## Your task
Scan the records for the string "truncate" and copy every line that holds it.

[Extracted information Boundary: Start]

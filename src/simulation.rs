//! Simulation plugin and systems.
//!
//! One frame advances the toy exactly like the original loop: handle spawn
//! clicks, feed each planet its sun-ward force, let Rapier step the bodies,
//! record trails, then remove anything that hit the sun.  All systems run in
//! `Update` in that order; Rapier steps between frames with its default
//! scheduling.

use crate::config::SimConfig;
use crate::planet::{spawn_planet, Planet, Trail};
use crate::sun::Sun;
use bevy::input::ButtonInput;
use bevy::prelude::*;
use bevy_rapier2d::prelude::*;

pub struct SimulationPlugin;

impl Plugin for SimulationPlugin {
    fn build(&self, app: &mut App) {
        app.add_message::<PlanetRemoved>().add_systems(
            Update,
            (
                spawn_input_system,
                gravity_system,
                trail_system,
                collision_system,
            )
                .chain(),
        );
    }
}

/// Emitted once for every planet despawned by [`collision_system`], carrying
/// the removed entity id so external bookkeeping can clean up after it.
/// Entity ids are generational: a removed id never comes back as a live
/// planet.
#[derive(Message, Debug, Clone, Copy, PartialEq, Eq)]
pub struct PlanetRemoved {
    pub entity: Entity,
}

/// Handle user input: a left click spawns a planet at the cursor.
///
/// The cursor position is native screen space (pixels, top-left origin);
/// dividing by `render_scale` gives the physics position.  A degenerate
/// click — exactly on the sun's center — is logged and ignored.
pub fn spawn_input_system(
    mut commands: Commands,
    config: Res<SimConfig>,
    buttons: Res<ButtonInput<MouseButton>>,
    windows: Query<&Window>,
) {
    let Ok(window) = windows.single() else {
        return;
    };
    let Some(cursor_pos) = window.cursor_position() else {
        return;
    };

    if buttons.just_pressed(MouseButton::Left) {
        let physics_pos = cursor_pos / config.render_scale;
        match spawn_planet(&mut commands, physics_pos, &config) {
            Ok(entity) => {
                info!("Planet {entity} spawned at physics {physics_pos:?}");
            }
            Err(e) => {
                warn!("{e}");
            }
        }
    }
}

/// Apply the sun's gravity to every planet as a continuous central force:
/// `F = G·M·m/d²` along the unit vector from planet to sun.
///
/// `m` is the mass Rapier derived from the planet's collider, read back via
/// `ReadMassProperties`.  Zero distance (force direction undefined) and zero
/// mass (Rapier has not populated the read-back yet) are guarded no-ops for
/// the frame; in the zero-distance case the collision pass removes the body
/// anyway.
pub fn gravity_system(
    config: Res<SimConfig>,
    sun_query: Query<&Transform, (With<Sun>, Without<Planet>)>,
    mut planets: Query<(&Transform, &ReadMassProperties, &mut ExternalForce), With<Planet>>,
) {
    let Ok(sun_transform) = sun_query.single() else {
        return;
    };
    let sun_pos = sun_transform.translation.truncate();

    for (transform, mass_props, mut ext_force) in planets.iter_mut() {
        let delta = sun_pos - transform.translation.truncate();
        let dist = delta.length();
        let mass = mass_props.mass;

        if dist <= f32::EPSILON || mass <= 0.0 {
            ext_force.force = Vec2::ZERO;
            continue;
        }

        let magnitude = config.gravity_const * config.sun_mass * mass / (dist * dist);
        ext_force.force = delta / dist * magnitude;
    }
}

/// Record each planet's current screen-space position into its trail.
pub fn trail_system(
    config: Res<SimConfig>,
    mut planets: Query<(&Transform, &mut Trail), With<Planet>>,
) {
    for (transform, mut trail) in planets.iter_mut() {
        trail.record(transform.translation.truncate() * config.render_scale);
    }
}

/// Remove planets that have hit the sun.
///
/// Two passes: mark every planet whose center is within
/// `planet.radius + sun_radius` of the sun, then despawn the marked set and
/// report each removal as a [`PlanetRemoved`] message.  Despawning releases
/// the Rapier body, the trail, and the render state together.
pub fn collision_system(
    mut commands: Commands,
    config: Res<SimConfig>,
    sun_query: Query<&Transform, (With<Sun>, Without<Planet>)>,
    planets: Query<(Entity, &Transform, &Planet)>,
    mut removals: MessageWriter<PlanetRemoved>,
) {
    let Ok(sun_transform) = sun_query.single() else {
        return;
    };
    let sun_pos = sun_transform.translation.truncate();

    let colliding: Vec<Entity> = planets
        .iter()
        .filter(|(_, transform, planet)| {
            let dist = transform.translation.truncate().distance(sun_pos);
            dist < planet.radius + config.sun_radius
        })
        .map(|(entity, _, _)| entity)
        .collect();

    for entity in colliding {
        commands.entity(entity).despawn();
        removals.write(PlanetRemoved { entity });
        info!("Planet {entity} collided with the sun and was removed");
    }
}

[Extracted information Boundary: End]

## Written solution
    let sun_pos = sun_transform.translation.truncate();
        let delta = sun_pos - transform.translation.truncate();
        trail.record(transform.translation.truncate() * config.render_scale);
    let sun_pos = sun_transform.translation.truncate();
            let dist = transform.translation.truncate().distance(sun_pos);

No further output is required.